Java Broker Durability Questions

I have a few questions about the Java Broker and durability:

1) If a Queue,Broker or Exchange are marked as durable (especially concerned
about queues here) and a failover occurs, causing a switch to another
broker, does this new broker obtain the durable information? What if the new
broker is on a separate machine?

2) It seems that a durable queue, will maintain the messages it had even on
a broker restart (I think).

Are durable exchanges and bindings only relevant if there are
bindings/settings that are not made during start-up?

If queues are durable, then the bindings that are associated with them are
automatically restored, correct?

3) Are there any problems with a Broker being started in Java Code, say by
firing off a new thread using the Broker Main method?

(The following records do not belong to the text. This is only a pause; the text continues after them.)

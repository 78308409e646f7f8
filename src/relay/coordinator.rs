//! Relay Coordinator
//!
//! Entry point called once per accepted client connection. Opens the
//! session's own broker connection, runs the receive loop and tears
//! everything down when the client goes away, a write fails or the server
//! shuts down.

use std::sync::Arc;
use std::time::Duration;
use tokio_util::sync::CancellationToken;

use crate::broker::BrokerConnector;
use crate::transport::{MessageSource, TransportSession};

use super::error::RelayError;
use super::registry::SessionRegistry;
use super::session::{Session, SessionReport};

/// Tuning for relay sessions
#[derive(Debug, Clone)]
pub struct RelayConfig {
    /// Capacity of each session's delivery channel
    pub delivery_capacity: usize,
    /// How long a broker callback may wait for room; zero drops at once
    pub enqueue_timeout: Duration,
    /// Upper bound on waiting for the forwarding task during teardown
    pub teardown_timeout: Duration,
    /// Maximum concurrent sessions
    pub max_sessions: usize,
}

impl Default for RelayConfig {
    fn default() -> Self {
        Self {
            delivery_capacity: 64,
            enqueue_timeout: Duration::ZERO,
            teardown_timeout: Duration::from_secs(2),
            max_sessions: 256,
        }
    }
}

/// Why a session's receive loop stopped
#[derive(Debug, Clone, PartialEq, Eq)]
pub enum SessionEnd {
    /// The client closed the connection
    ClientClosed,
    /// Reading from the client failed
    ReadFailed(String),
    /// Teardown was requested elsewhere: a write failure or server shutdown
    Cancelled,
}

/// Bridges client connections to the broker, one session per connection
pub struct RelayCoordinator {
    config: RelayConfig,
    connector: Arc<dyn BrokerConnector>,
    registry: SessionRegistry,
    shutdown: CancellationToken,
}

impl RelayCoordinator {
    /// Create a coordinator. Cancelling `shutdown` tears down every live
    /// session.
    pub fn new(
        config: RelayConfig,
        connector: Arc<dyn BrokerConnector>,
        shutdown: CancellationToken,
    ) -> Self {
        let registry = SessionRegistry::new(config.max_sessions);
        Self {
            config,
            connector,
            registry,
            shutdown,
        }
    }

    pub fn config(&self) -> &RelayConfig {
        &self.config
    }

    pub fn registry(&self) -> &SessionRegistry {
        &self.registry
    }

    /// Broker address sessions connect to
    pub fn broker(&self) -> String {
        self.connector.describe()
    }

    pub fn shutdown_token(&self) -> &CancellationToken {
        &self.shutdown
    }

    /// Run one bridged session to completion.
    ///
    /// Returns `BrokerUnavailable` without reading from the client when the
    /// broker cannot be reached, and `TooManySessions` when the session
    /// limit is reached. Everything that happens after setup is handled
    /// inside the session and summarised in the report.
    pub async fn handle_connection<T>(&self, transport: T) -> Result<SessionReport, RelayError>
    where
        T: TransportSession,
    {
        let (source, mut sink) = transport.split();

        let session_id = match self.registry.register().await {
            Ok(id) => id,
            Err(e) => {
                tracing::warn!(error = %e, "Refusing relay session");
                sink.close().await;
                return Err(e);
            }
        };

        let broker = self.connector.open(&session_id);
        if let Err(e) = broker.connect().await {
            tracing::error!(
                session_id = %session_id,
                broker = %self.connector.describe(),
                error = %e,
                "Broker connect failed"
            );
            broker.disconnect().await;
            sink.close().await;
            self.registry.unregister(&session_id).await;
            return Err(RelayError::BrokerUnavailable(e.to_string()));
        }

        let session = Session::start(
            session_id.clone(),
            broker,
            sink,
            self.shutdown.child_token(),
            &self.config,
        );
        tracing::info!(
            session_id = %session_id,
            broker = %self.connector.describe(),
            "Relay session opened"
        );

        let end = self.run(&session, source).await;
        let report = session.report().await;
        let duration_secs = self
            .registry
            .unregister(&session_id)
            .await
            .map(|info| (chrono::Utc::now() - info.opened_at).num_seconds())
            .unwrap_or_default();

        tracing::info!(
            session_id = %session_id,
            end = ?end,
            duration_secs,
            topics = report.topics_subscribed,
            forwarded = report.forwarded,
            dropped = report.dropped,
            broker_degraded = report.broker_degraded,
            "Relay session closed"
        );
        Ok(report)
    }

    /// The session's receive loop. Every inbound message is a control
    /// message; the loop ends on end-of-stream, a read error or
    /// cancellation, and always closes the session before returning.
    pub async fn run(&self, session: &Session, mut source: Box<dyn MessageSource>) -> SessionEnd {
        let cancel = session.cancellation().clone();

        let end = loop {
            let next = tokio::select! {
                biased;
                _ = cancel.cancelled() => break SessionEnd::Cancelled,
                next = source.receive() => next,
            };

            match next.map_err(RelayError::from) {
                Ok(payload) => session.handle_control(&payload).await,
                Err(RelayError::TransportClosed) => break SessionEnd::ClientClosed,
                Err(e) => {
                    tracing::warn!(session_id = %session.id(), error = %e, "Transport read failed");
                    break SessionEnd::ReadFailed(e.to_string());
                }
            }
        };

        session.close().await;
        end
    }
}
//! # Dashbridge
//!
//! Backend for a home dashboard: streams MQTT topics to browsers over
//! WebSocket and proxies the time-series database the dashboard charts
//! from.
//!
//! ## Features
//!
//! - **Dynamic subscriptions**: each WebSocket client picks, and changes,
//!   the topics it wants over the life of one connection
//! - **Bounded delivery**: slow clients lose messages instead of stalling
//!   the broker connection
//! - **Clean teardown**: every broker subscription is released exactly once
//! - **Gateway**: CORS reverse proxy, Basic/token auth, static assets
//!
//! ## Modules
//!
//! - [`relay`]: Relay coordinator, sessions and the delivery path
//! - [`broker`]: Broker client trait, MQTT and in-memory adapters
//! - [`transport`]: Client-facing message streams (WebSocket, in-memory)
//! - [`api`]: HTTP gateway with Axum
//! - [`auth`]: Authentication gate for `/api`
//! - [`proxy`]: Reverse proxy with CORS headers
//!
//! ## Quick Start
//!
//! ```rust,no_run
//! use dashbridge::broker::MemoryBroker;
//! use dashbridge::relay::{RelayConfig, RelayCoordinator};
//! use dashbridge::transport::ChannelTransport;
//! use std::sync::Arc;
//! use tokio_util::sync::CancellationToken;
//!
//! #[tokio::main]
//! async fn main() -> Result<(), Box<dyn std::error::Error>> {
//!     let broker = MemoryBroker::new();
//!     let relay = RelayCoordinator::new(
//!         RelayConfig::default(),
//!         Arc::new(broker.clone()),
//!         CancellationToken::new(),
//!     );
//!
//!     let (transport, mut client) = ChannelTransport::pair();
//!     let session = tokio::spawn(async move { relay.handle_connection(transport).await });
//!
//!     client.send("sensors/temp");
//!     // ... once subscribed:
//!     broker.publish("sensors/temp", "21.5").await;
//!     println!("{:?}", client.recv().await);
//!
//!     client.hang_up();
//!     let report = session.await??;
//!     println!("forwarded {} messages", report.forwarded);
//!
//!     Ok(())
//! }
//! ```

pub mod api;
pub mod auth;
pub mod broker;
pub mod config;
pub mod logging;
pub mod proxy;
pub mod relay;
pub mod transport;

// Re-export top-level types for convenience
pub use relay::{
    RelayConfig, RelayCoordinator, RelayError, RelayResult, Session, SessionReport, SessionState,
};

pub use broker::{
    BrokerClient, BrokerConnector, BrokerError, Delivery, MemoryBroker, MessageHandler,
    MqttConnector, MqttSettings,
};

pub use transport::{
    ChannelTransport, MessageSink, MessageSource, TransportError, TransportSession,
    WebSocketTransport,
};

pub use api::{build_router, serve, ApiError, AppState};

pub use auth::{AuthError, AuthGate};

pub use proxy::{ProxyError, ProxyOptions, ReverseProxy};

pub use config::{Config, ConfigError, LoggingConfig};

4) It seems that "Write-To-Disk" is not implemented for the Java Broker, is
this correct?

Re: Java Broker Durability Questions

Posted by Marnie McCormack <ma...@googlemail.com>.
Hi Patrick,

Answers in line below - hth ..

On Thu, Nov 11, 2010 at 9:20 PM, Patrick Nails <pa...@gmail.com>wrote:

> I have a few questions about the Java Broker and durability:
>
> 1) If a Queue,Broker or Exchange are marked as durable (especially
> concerned
> about queues here) and a failover occurs, causing a switch to another
> broker, does this new broker obtain the durable information? What if the
> new
> broker is on a separate machine?
>
> Using a persistent store the new broker can use that existing BDB store to
pick up durable message data. If you define your queues in virtualhosts.xml
and keep your configs in step then it will also pick up queue durability.
Often users opt for shared SAN for the store in such a case, and the broker
on a seperate server.


> 2) It seems that a durable queue, will maintain the messages it had even on
> a broker restart (I think).
>
> Are durable exchanges and bindings only relevant if there are
> bindings/settings that are not made during start-up?
>
> If queues are durable, then the bindings that are associated with them are
> automatically restored, correct?
>
> Yes, it will corretly retain persistent messages on restart.Yes, bindings
are restored too - though for topics only with durable subscriptions.

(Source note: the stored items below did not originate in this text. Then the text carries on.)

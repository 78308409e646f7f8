//! In-process broker
//!
//! A `MemoryBroker` hub hands out independent `MemoryBrokerClient`
//! connections and fans published messages out to every connected client.
//! It records subscribe/unsubscribe calls so tests can assert on the exact
//! broker traffic a relay session produced.

use async_trait::async_trait;
use bytes::Bytes;
use std::collections::HashSet;
use std::sync::atomic::{AtomicBool, AtomicU64, Ordering};
use std::sync::Arc;
use tokio::sync::RwLock;

use super::dispatch::HandlerTable;
use super::topic::validate_topic_filter;
use super::{BrokerClient, BrokerConnector, BrokerError, Delivery, MessageHandler, SubscriptionId};

#[derive(Default)]
struct CallCounts {
    connects: AtomicU64,
    subscribes: AtomicU64,
    unsubscribes: AtomicU64,
    disconnects: AtomicU64,
}

struct HubInner {
    clients: RwLock<Vec<Arc<ClientShared>>>,
    refuse_connections: AtomicBool,
    denied: RwLock<HashSet<String>>,
    counts: CallCounts,
}

struct ClientShared {
    table: HandlerTable,
    connected: AtomicBool,
}

/// In-process publish/subscribe hub
#[derive(Clone)]
pub struct MemoryBroker {
    inner: Arc<HubInner>,
}

impl Default for MemoryBroker {
    fn default() -> Self {
        Self::new()
    }
}

impl MemoryBroker {
    pub fn new() -> Self {
        Self {
            inner: Arc::new(HubInner {
                clients: RwLock::new(Vec::new()),
                refuse_connections: AtomicBool::new(false),
                denied: RwLock::new(HashSet::new()),
                counts: CallCounts::default(),
            }),
        }
    }

    /// Make every subsequent `connect` fail with `Unavailable`.
    pub fn refuse_connections(&self, refuse: bool) {
        self.inner.refuse_connections.store(refuse, Ordering::SeqCst);
    }

    /// Refuse subscriptions to exactly `filter`, as a broker ACL would.
    pub async fn deny(&self, filter: &str) {
        self.inner.denied.write().await.insert(filter.to_string());
    }

    pub async fn allow(&self, filter: &str) {
        self.inner.denied.write().await.remove(filter);
    }

    /// Open a new, unconnected client.
    pub fn client(&self) -> MemoryBrokerClient {
        MemoryBrokerClient {
            hub: Arc::clone(&self.inner),
            shared: Arc::new(ClientShared {
                table: HandlerTable::new(),
                connected: AtomicBool::new(false),
            }),
        }
    }

    /// Deliver a message to every connected client with a matching filter.
    ///
    /// Returns the number of handlers invoked.
    pub async fn publish(&self, topic: &str, payload: impl Into<Bytes>) -> usize {
        let delivery = Delivery::new(topic, payload);
        let clients: Vec<Arc<ClientShared>> = self.inner.clients.read().await.clone();

        let mut invoked = 0;
        for client in clients {
            if client.connected.load(Ordering::Acquire) {
                invoked += client.table.dispatch(&delivery).await;
            }
        }
        invoked
    }

    /// Simulate the broker dropping every connection.
    pub async fn drop_connections(&self) {
        let mut clients = self.inner.clients.write().await;
        for client in clients.drain(..) {
            client.connected.store(false, Ordering::Release);
        }
    }

    /// Live topic filters across all connected clients
    pub async fn active_subscriptions(&self) -> Vec<String> {
        let clients: Vec<Arc<ClientShared>> = self.inner.clients.read().await.clone();
        let mut filters = Vec::new();
        for client in clients {
            filters.extend(client.table.filters().await);
        }
        filters.sort();
        filters
    }

    pub async fn connected_clients(&self) -> usize {
        self.inner.clients.read().await.len()
    }

    pub fn connect_calls(&self) -> u64 {
        self.inner.counts.connects.load(Ordering::SeqCst)
    }

    pub fn subscribe_calls(&self) -> u64 {
        self.inner.counts.subscribes.load(Ordering::SeqCst)
    }

    pub fn unsubscribe_calls(&self) -> u64 {
        self.inner.counts.unsubscribes.load(Ordering::SeqCst)
    }

    pub fn disconnect_calls(&self) -> u64 {
        self.inner.counts.disconnects.load(Ordering::SeqCst)
    }
}

impl BrokerConnector for MemoryBroker {
    fn open(&self, _session_id: &str) -> Box<dyn BrokerClient> {
        Box::new(self.client())
    }

    fn describe(&self) -> String {
        "memory://local".to_string()
    }
}

/// One connection to a [`MemoryBroker`]
pub struct MemoryBrokerClient {
    hub: Arc<HubInner>,
    shared: Arc<ClientShared>,
}

#[async_trait]
impl BrokerClient for MemoryBrokerClient {
    async fn connect(&self) -> Result<(), BrokerError> {
        self.hub.counts.connects.fetch_add(1, Ordering::SeqCst);
        if self.hub.refuse_connections.load(Ordering::SeqCst) {
            return Err(BrokerError::Unavailable("connection refused".to_string()));
        }
        if !self.shared.connected.swap(true, Ordering::AcqRel) {
            self.hub.clients.write().await.push(Arc::clone(&self.shared));
        }
        Ok(())
    }

    async fn subscribe(
        &self,
        topic: &str,
        handler: Arc<dyn MessageHandler>,
    ) -> Result<SubscriptionId, BrokerError> {
        validate_topic_filter(topic)?;
        if !self.is_connected() {
            return Err(BrokerError::NotConnected);
        }
        if self.hub.denied.read().await.contains(topic) {
            return Err(BrokerError::Rejected(topic.to_string()));
        }
        self.hub.counts.subscribes.fetch_add(1, Ordering::SeqCst);
        Ok(self.shared.table.insert(topic, handler).await)
    }

    async fn unsubscribe(&self, topic: &str) -> Result<(), BrokerError> {
        self.hub.counts.unsubscribes.fetch_add(1, Ordering::SeqCst);
        self.shared.table.remove(topic).await;
        Ok(())
    }

    async fn publish(&self, topic: &str, payload: Bytes) -> Result<(), BrokerError> {
        if !self.is_connected() {
            return Err(BrokerError::NotConnected);
        }
        MemoryBroker {
            inner: Arc::clone(&self.hub),
        }
        .publish(topic, payload)
        .await;
        Ok(())
    }

    async fn disconnect(&self) {
        self.hub.counts.disconnects.fetch_add(1, Ordering::SeqCst);
        self.shared.table.clear().await;
        if self.shared.connected.swap(false, Ordering::AcqRel) {
            self.hub
                .clients
                .write()
                .await
                .retain(|client| !Arc::ptr_eq(client, &self.shared));
        }
    }

    fn is_connected(&self) -> bool {
        self.shared.connected.load(Ordering::Acquire)
    }
}

#[cfg(test)]
mod tests {
    use super::*;
    use tokio::sync::mpsc;

    struct Forward(mpsc::UnboundedSender<Delivery>);

    #[async_trait]
    impl MessageHandler for Forward {
        async fn on_message(&self, delivery: Delivery) {
            let _ = self.0.send(delivery);
        }
    }

    #[tokio::test]
    async fn test_publish_reaches_subscriber() {
        let broker = MemoryBroker::new();
        let client = broker.client();
        client.connect().await.unwrap();

        let (tx, mut rx) = mpsc::unbounded_channel();
        client
            .subscribe("sensors/temp", Arc::new(Forward(tx)))
            .await
            .unwrap();

        assert_eq!(broker.publish("sensors/temp", "21.5").await, 1);
        let delivery = rx.recv().await.unwrap();
        assert_eq!(delivery.topic, "sensors/temp");
        assert_eq!(delivery.payload, Bytes::from_static(b"21.5"));
    }

    #[tokio::test]
    async fn test_refused_connection() {
        let broker = MemoryBroker::new();
        broker.refuse_connections(true);

        let client = broker.client();
        let err = client.connect().await.unwrap_err();
        assert!(matches!(err, BrokerError::Unavailable(_)));
        assert_eq!(broker.connected_clients().await, 0);

        // Disconnect after a failed connect is harmless.
        client.disconnect().await;
    }

    #[tokio::test]
    async fn test_dropped_connection_stops_delivery() {
        let broker = MemoryBroker::new();
        let client = broker.client();
        client.connect().await.unwrap();

        let (tx, mut rx) = mpsc::unbounded_channel();
        client
            .subscribe("sensors/#", Arc::new(Forward(tx)))
            .await
            .unwrap();

        broker.drop_connections().await;
        assert!(!client.is_connected());
        assert_eq!(broker.publish("sensors/temp", "1").await, 0);
        assert!(rx.try_recv().is_err());

        let err = client
            .subscribe("power/#", Arc::new(Forward(mpsc::unbounded_channel().0)))
            .await
            .unwrap_err();
        assert!(matches!(err, BrokerError::NotConnected));
    }

    #[tokio::test]
    async fn test_disconnect_is_idempotent() {
        let broker = MemoryBroker::new();
        let client = broker.client();
        client.connect().await.unwrap();
        assert_eq!(broker.connected_clients().await, 1);

        client.disconnect().await;
        client.disconnect().await;
        assert_eq!(broker.connected_clients().await, 0);
        assert_eq!(broker.disconnect_calls(), 2);
    }
}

> 3) Are there any problems with a Broker being started in Java Code, say by
> firing off a new thread using the Broker Main method?
>
> So long as your JVM is sized appropriately that's ok - depends what else
you're planning to do in the same VM instance ?


> 4) It seems that "Write-To-Disk" is not implemented for the Java Broker, is
> this correct?
>

Yes and No :-) So, all data is effectively written to disk using a
persistent BDB store and soft references are used to cache message handles
in the broker VM, being aged out. You are correct that this behaviour is not
configurable/triggered by resources.